«Talk 2: Palermo Palermo - Tanz im Zeichen der Krise?»
Ankündigungstext:
Im Dezember 1989, kurz nach dem Fall der Berliner Mauer, brachte Pina Bausch das Stück «Palermo Palermo» heraus, das mit dem Einsturz einer Mauer beginnt. Wie zeitgebunden aber sind gesellschaftliche und politische Bezüge im Werk von Pina Bausch? Oder ist gerade die Vieldeutigkeit, die eine eindeutige Lesart der Stücke in Bezug auf gesellschaftliche Verhältnisse oder politische Ereignisse verhindert, ein Garant für die sich stets erneuernde Aktualität? Wie politisch kann Tanztheaterüberhaupt sein? Wie stand, wie steht es um das Verhältnis von Kunst und Politik?
Es diskutieren:
Thomas Oberender, Intendant Berliner Festspiele
Peter Pabst, Bühnenbildner von Pina Bausch
Penelope Wehrli, Künstlerin
Moderation: Dr. Dorion Weickmann, Redaktion Zeitschrift «tanz»
Im Rahmen der Ausstellung «Pina Bausch», Lichtburg im Lichthof des Martin Gropius Bau
Penelope Wehrli sagt, dass «narrative spaces» und immersive Theaterräume eigentlich funktionieren wie ein Puppenhaus.
Peter Pabst sagt, dass «Bühnenbilder keine Geschichten erzählen sollen, weil wir sie zu schnell verstehen.» Bühnenbildner, würde ich sagen, nachdem ich ihn erlebt habe, sollen aber unbedingt Geschichten erzählen.
Was hat Boris Groys über die Kabakovs geschrieben?
Penelope Wehrli empfiehlt die Arbeit des Künstlers Christoph Büchel in der Kunsthalle Basel.
Sie sagt: «Wir existieren jeder in unserer individuellen Zeit.» Und ich deute das so, dass sie damit betonen möchte, dass wir es als tendenziell gewaltsam empfinden, wenn wir mit der zentralen Zeit der Bühne konfrontiert werden.

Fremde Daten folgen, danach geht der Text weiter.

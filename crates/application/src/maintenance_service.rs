use std::sync::Arc;

use chrono::{DateTime, Utc};
use rust_decimal::Decimal;
use smartsales_core::{ActorContext, AppError, AppResult, UserRole};
use smartsales_domain::{MaintenanceKind, MaintenanceStatus, MaintenanceTicket};

use crate::{
    AuditRecorder, MaintenanceQuery, MaintenanceRepository, NewMaintenanceTicket, SaleRepository,
    UserRepository,
};


/// Customer request for maintenance on a purchased product.
#[derive(Debug, Clone, PartialEq, Eq)]
pub struct MaintenanceRequest {
    /// Product needing work.
    pub product_id: i64,
    /// Sale the product was bought in.
    pub sale_id: i64,
    /// Kind of work.
    pub kind: MaintenanceKind,
    /// Problem description.
    pub description: String,
}

/// Status change reported by an administrator or the assigned technician.
#[derive(Debug, Clone, PartialEq, Eq)]
pub struct MaintenanceProgress {
    /// New status.
    pub status: MaintenanceStatus,
    /// Explicit completion timestamp.
    pub performed_at: Option<DateTime<Utc>>,
    /// Charged cost.
    pub cost: Option<Decimal>,
    /// Technician notes.
    pub technician_notes: Option<String>,
}

/// Application service for maintenance tickets.
#[derive(Clone)]
pub struct MaintenanceService {
    tickets: Arc<dyn MaintenanceRepository>,
    sales: Arc<dyn SaleRepository>,
    users: Arc<dyn UserRepository>,
    audit: AuditRecorder,
}

impl MaintenanceService {
    /// Creates a new maintenance service.
    #[must_use]
    pub fn new(
        tickets: Arc<dyn MaintenanceRepository>,
        sales: Arc<dyn SaleRepository>,
        users: Arc<dyn UserRepository>,
        audit: AuditRecorder,
    ) -> Self {
        Self {
            tickets,
            sales,
            users,
            audit,
        }
    }

    /// Opens a ticket for a product the caller bought.
    pub async fn request(
        &self,
        actor: &ActorContext,
        request: MaintenanceRequest,
    ) -> AppResult<MaintenanceTicket> {
        if request.description.trim().is_empty() {
            return Err(AppError::Validation(
                "la descripción del problema es requerida".to_owned(),
            ));
        }

        let sale = self
            .sales
            .find_sale(request.sale_id)
            .await?
            .ok_or_else(|| {
                AppError::NotFound(format!("venta {} no encontrada", request.sale_id))
            })?;
        if sale.customer_id != actor.user_id() {
            return Err(AppError::Forbidden(
                "la venta no pertenece al usuario".to_owned(),
            ));
        }
        if !sale
            .lines
            .iter()
            .any(|line| line.product_id == request.product_id)
        {
            return Err(AppError::Validation(
                "el producto no forma parte de la venta".to_owned(),
            ));
        }
        if self
            .tickets
            .has_open_ticket(request.product_id, request.sale_id)
            .await?
        {
            return Err(AppError::Conflict(
                "ya existe un mantenimiento pendiente o en proceso para este producto".to_owned(),
            ));
        }

        let today = Utc::now().date_naive();
        let covered_by_warranty = self
            .sales
            .list_warranties(request.sale_id)
            .await?
            .iter()
            .any(|warranty| warranty.product_id == request.product_id && warranty.covers(today));

        let input = NewMaintenanceTicket {
            product_id: request.product_id,
            customer_id: actor.user_id(),
            sale_id: request.sale_id,
            kind: request.kind,
            description: request.description.trim().to_owned(),
            covered_by_warranty,
        };

        self.audit
            .audited(
                actor,
                "Solicitar mantenimiento",
                self.tickets.create_ticket(input),
                |ticket: &MaintenanceTicket| {
                    format!(
                        "Solicitó mantenimiento #{} para producto: {}",
                        ticket.id, ticket.product_name
                    )
                },
            )
            .await
    }

    /// Lists tickets: staff see all, customers their own.
    pub async fn list(&self, actor: &ActorContext) -> AppResult<Vec<MaintenanceTicket>> {
        let query = match actor.role() {
            UserRole::Administrador | UserRole::Tecnico => MaintenanceQuery::default(),
            UserRole::Cliente => MaintenanceQuery {
                customer_id: Some(actor.user_id()),
                technician_id: None,
            },
        };
        self.tickets.list_tickets(query).await
    }

    /// Returns one ticket visible to the caller.
    pub async fn get(&self, actor: &ActorContext, ticket_id: i64) -> AppResult<MaintenanceTicket> {
        let ticket = self.find(ticket_id).await?;
        if actor.role() == UserRole::Cliente && ticket.customer_id != actor.user_id() {
            return Err(AppError::Forbidden(
                "el mantenimiento no pertenece al usuario".to_owned(),
            ));
        }
        Ok(ticket)
    }

    /// Tickets requested by the caller.
    pub async fn my_tickets(&self, actor: &ActorContext) -> AppResult<Vec<MaintenanceTicket>> {
        self.tickets
            .list_tickets(MaintenanceQuery {
                customer_id: Some(actor.user_id()),
                technician_id: None,
            })
            .await
    }

    /// Tickets assigned to the calling technician.
    pub async fn my_assignments(&self, actor: &ActorContext) -> AppResult<Vec<MaintenanceTicket>> {
        if actor.role() != UserRole::Tecnico {
            return Err(AppError::Forbidden(
                "solo los técnicos tienen asignaciones".to_owned(),
            ));
        }
        self.tickets
            .list_tickets(MaintenanceQuery {
                customer_id: None,
                technician_id: Some(actor.user_id()),
            })
            .await
    }

    /// Assigns an open ticket to a technician.
    pub async fn assign_technician(
        &self,
        actor: &ActorContext,
        ticket_id: i64,
        technician_id: i64,
    ) -> AppResult<MaintenanceTicket> {
        actor.require_admin()?;
        let mut ticket = self.find(ticket_id).await?;
        ticket.ensure_assignable()?;

        let technician = self
            .users
            .find_by_id(technician_id)
            .await?
            .ok_or_else(|| AppError::NotFound(format!("usuario {technician_id} no encontrado")))?;
        if technician.role != UserRole::Tecnico {
            return Err(AppError::Validation(format!(
                "el usuario {} no es técnico",
                technician.username
            )));
        }

        ticket.technician_id = Some(technician.id);
        self.audit
            .audited(
                actor,
                &format!("Asignar técnico al mantenimiento #{ticket_id}"),
                self.tickets.save_ticket(&ticket),
                |ticket: &MaintenanceTicket| {
                    format!(
                        "Asignó técnico {} al mantenimiento #{}",
                        technician.username, ticket.id
                    )
                },
            )
            .await
    }

    /// Records progress; allowed for administrators and the assigned technician.
    pub async fn update_status(
        &self,
        actor: &ActorContext,
        ticket_id: i64,
        progress: MaintenanceProgress,
    ) -> AppResult<MaintenanceTicket> {
        let mut ticket = self.find(ticket_id).await?;
        let assigned = ticket.technician_id == Some(actor.user_id());
        if !actor.is_admin() && !assigned {
            return Err(AppError::Forbidden(
                "solo el técnico asignado o un administrador puede actualizar el estado".to_owned(),
            ));
        }
        if progress.cost.is_some_and(|cost| cost < Decimal::ZERO) {
            return Err(AppError::Validation(
                "el costo no puede ser negativo".to_owned(),
            ));
        }

        if let Some(performed_at) = progress.performed_at {
            ticket.performed_at = Some(performed_at);
        }
        ticket.transition_to(progress.status, Utc::now());
        if progress.cost.is_some() {
            ticket.cost = progress.cost;
        }
        if let Some(notes) = progress.technician_notes {
            ticket.technician_notes = Some(notes);
        }

        self.audit
            .audited(
                actor,
                &format!("Actualizar mantenimiento #{ticket_id}"),
                self.tickets.save_ticket(&ticket),
                |ticket: &MaintenanceTicket| {
                    format!(
                        "Actualizó mantenimiento #{} a estado {}",
                        ticket.id, ticket.status
                    )
                },
            )
            .await
    }

    /// Deletes a ticket.
    pub async fn delete(&self, actor: &ActorContext, ticket_id: i64) -> AppResult<()> {
        actor.require_admin()?;
        let ticket = self.find(ticket_id).await?;

        self.audit
            .audited(
                actor,
                &format!("Eliminar mantenimiento #{ticket_id}"),
                self.tickets.delete_ticket(ticket_id),
                |_| {
                    format!(
                        "Eliminó mantenimiento #{} de producto: {}",
                        ticket.id, ticket.product_name
                    )
                },
            )
            .await
    }

    async fn find(&self, ticket_id: i64) -> AppResult<MaintenanceTicket> {
        self.tickets
            .find_ticket(ticket_id)
            .await?
            .ok_or_else(|| AppError::NotFound(format!("mantenimiento {ticket_id} no encontrado")))
    }
}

Jede Ausstellung, mehr noch jeder immersive Raum erlauben uns in der individuellen Zeit zu bleiben. Eigentlich möchte ich die Ereignisse selbst kreieren.
Als die Performance-Kunst zur Aktionskunst wurde, entstand das Echtzeittheater (Forced Entertainment, Schlingensief, Rimini Protokoll).
Ich frage mich, ob heute wirklich noch jemand ein «Bühnenbild» machen möchte. Es sind doch längst selbst auf jeder Guckkastenbühne eher Environments oder, wo wir in das Bild eintreten können, Erzählparcours.
Ein Bühnenbild kann nicht nichts erzählen.
Peter Pabst über «Palermo, Palermo»: «Für uns war der Fall der Mauer ein enormer Akzent gewesen. Nichts interpretierbares.» Er spricht über dieses historische Ereignis wie über einen speziellen Moment in einer Partitur. Man muss mit ihr umgehen, sie verdeutlicht etwas, aber die Bedeutung bleibt frei.
Pina Bausch hatte, so Pabst, einen sehr schönen Vertrag in Wuppertal: 90 Aufführungen im Jahr. Davon 30 im Ort Wuppertal. Damit ließ sich gut leben.
«Realität statt Realismus!» Peter Pabst, als Kommentar zur Erde, dem Wasser, den Mauersteinen, dem Feuer auf seinen Bühnen. Er konnte Ungewissheit aushalten.
Pina Bausch: «Ich kann keine Häuser tanzen.», sagte sie, wenn man sie bei Tourneen immer wieder zu Stadtführungen einlud. Sie wollte Menschen sehen. Den zitierten Satz hätte Forsyth wahrscheinlich nicht gesagt.
«Auf welche Weise kann ich meine eigenen Wahrnehmungsgewohnheiten unterwandern? Daraus entstehen neue Formen. Was sehe ich? Warum sehe ich das? Was kann anderes passieren?» Penelope Wehrli. Sehr sympathische Begegnung.